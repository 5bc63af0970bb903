//! A registry of registries: at most one instance per registry kind.
//!
//! Instances are keyed by the kind's `TypeId`, never by display name, so two
//! kinds that share a name stay separate. A [`RegistryContext`] is normally
//! owned by the application's composition root; [`RegistryContext::global`]
//! exists for code that cannot thread a context through.
//!
//! # Examples
//!
//! ```
//! use lazy_value_registry::{define_registry, lock_registry, RegistryContext};
//!
//! define_registry!(pub Biomes<String> = "biomes");
//!
//! let context = RegistryContext::new();
//! let biomes = context.get::<Biomes, _>(["plains"]).unwrap();
//! let again = context.get::<Biomes, _>(["desert"]).unwrap();
//!
//! assert!(std::sync::Arc::ptr_eq(&biomes, &again));
//! assert!(lock_registry(&biomes).has("plains").unwrap());
//! assert!(!lock_registry(&biomes).has("desert").unwrap());
//! ```

use std::{
    any::{type_name, Any, TypeId},
    collections::HashMap,
    fmt,
    sync::{Arc, LazyLock, Mutex, MutexGuard},
};

use tracing::{debug, trace};

use crate::{RegistryError, RegistryKind, ValueRegistry};

/// A registry instance shared through a context.
///
/// The mutex provides the per-instance exclusion a multi-threaded host needs:
/// hold the guard across a whole `has`/`populate` call.
pub type SharedRegistry<K> = Arc<Mutex<ValueRegistry<K>>>;

/// Process-wide context behind [`RegistryContext::global`].
static GLOBAL_CONTEXT: LazyLock<RegistryContext> = LazyLock::new(RegistryContext::new);

pub struct RegistryContext {
    storage: Mutex<HashMap<TypeId, Arc<dyn Any + Send + Sync>>>,
}

impl RegistryContext {
    pub fn new() -> Self {
        Self {
            storage: Mutex::new(HashMap::new()),
        }
    }

    /// The process-wide context. It is never torn down.
    pub fn global() -> &'static RegistryContext {
        &GLOBAL_CONTEXT
    }

    /// Returns the instance for kind `K`, creating it on first access.
    ///
    /// `initial_values` seed the manual values of a newly created instance and
    /// are ignored once an instance exists.
    ///
    /// # Errors
    ///
    /// - [`RegistryError::InvalidValue`] if a seed value fails validation; no
    ///   instance is recorded in that case
    /// - [`RegistryError::TypeMismatch`] if the slot for `K` holds something else
    pub fn get<K, I>(&self, initial_values: I) -> Result<SharedRegistry<K>, RegistryError>
    where
        K: RegistryKind + Default,
        I: IntoIterator,
        I::Item: Into<K::Value>,
    {
        let mut storage = self.storage.lock().unwrap_or_else(|p| p.into_inner());

        if let Some(existing) = storage.get(&TypeId::of::<K>()).cloned() {
            trace!(kind = type_name::<K>(), "reusing registry instance");
            return existing
                .downcast::<Mutex<ValueRegistry<K>>>()
                .map_err(|_| RegistryError::TypeMismatch {
                    type_name: type_name::<K>(),
                });
        }

        let registry = ValueRegistry::with_values(K::default(), initial_values)?;
        debug!(
            registry = %registry.name(),
            kind = type_name::<K>(),
            "created registry instance"
        );

        let shared = Arc::new(Mutex::new(registry));
        storage.insert(TypeId::of::<K>(), shared.clone());
        Ok(shared)
    }

    /// Returns the instance for kind `K`, creating it without seed values.
    pub fn get_default<K>(&self) -> Result<SharedRegistry<K>, RegistryError>
    where
        K: RegistryKind + Default,
    {
        self.get::<K, _>(Vec::<K::Value>::new())
    }

    /// Whether an instance for kind `K` exists.
    pub fn contains<K: RegistryKind>(&self) -> bool {
        self.storage
            .lock()
            .unwrap_or_else(|p| p.into_inner())
            .contains_key(&TypeId::of::<K>())
    }

    /// Forgets the instance for kind `K`. Handles already given out stay valid.
    pub fn remove<K: RegistryKind>(&self) -> Option<SharedRegistry<K>> {
        let removed = self
            .storage
            .lock()
            .unwrap_or_else(|p| p.into_inner())
            .remove(&TypeId::of::<K>())?;

        debug!(kind = type_name::<K>(), "removed registry instance");
        removed.downcast::<Mutex<ValueRegistry<K>>>().ok()
    }

    /// Forgets every instance.
    ///
    /// Primarily meant for tests sharing [`RegistryContext::global`].
    pub fn clear(&self) {
        self.storage
            .lock()
            .unwrap_or_else(|p| p.into_inner())
            .clear();
    }

    pub fn len(&self) -> usize {
        self.storage
            .lock()
            .unwrap_or_else(|p| p.into_inner())
            .len()
    }

    pub fn is_empty(&self) -> bool {
        self.len() == 0
    }
}

impl Default for RegistryContext {
    fn default() -> Self {
        Self::new()
    }
}

impl fmt::Debug for RegistryContext {
    fn fmt(&self, f: &mut fmt::Formatter<'_>) -> fmt::Result {
        f.debug_struct("RegistryContext")
            .field("registries", &self.len())
            .finish()
    }
}

/// Locks a shared registry.
///
/// A populator that panicked leaves the registry consistent (the pass is
/// released on unwind), so lock poisoning is recovered rather than reported.
pub fn lock_registry<K: RegistryKind>(
    registry: &SharedRegistry<K>,
) -> MutexGuard<'_, ValueRegistry<K>> {
    registry.lock().unwrap_or_else(|p| p.into_inner())
}

/// Returns the instance for kind `K` from the global context.
///
/// See [`RegistryContext::get`].
pub fn get<K, I>(initial_values: I) -> Result<SharedRegistry<K>, RegistryError>
where
    K: RegistryKind + Default,
    I: IntoIterator,
    I::Item: Into<K::Value>,
{
    RegistryContext::global().get::<K, I>(initial_values)
}

/// Returns the instance for kind `K` from the global context, without seed values.
pub fn get_default<K>() -> Result<SharedRegistry<K>, RegistryError>
where
    K: RegistryKind + Default,
{
    RegistryContext::global().get_default::<K>()
}

// -------------------------------------------------------------------------------------------------
// Tests
// -------------------------------------------------------------------------------------------------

------------------------

Using the material above, find each line that holds "creating" and copy that line.

* _EXERCISE SOLUTION_
    /// Returns the instance for kind `K`, creating it on first access.
    /// Returns the instance for kind `K`, creating it without seed values.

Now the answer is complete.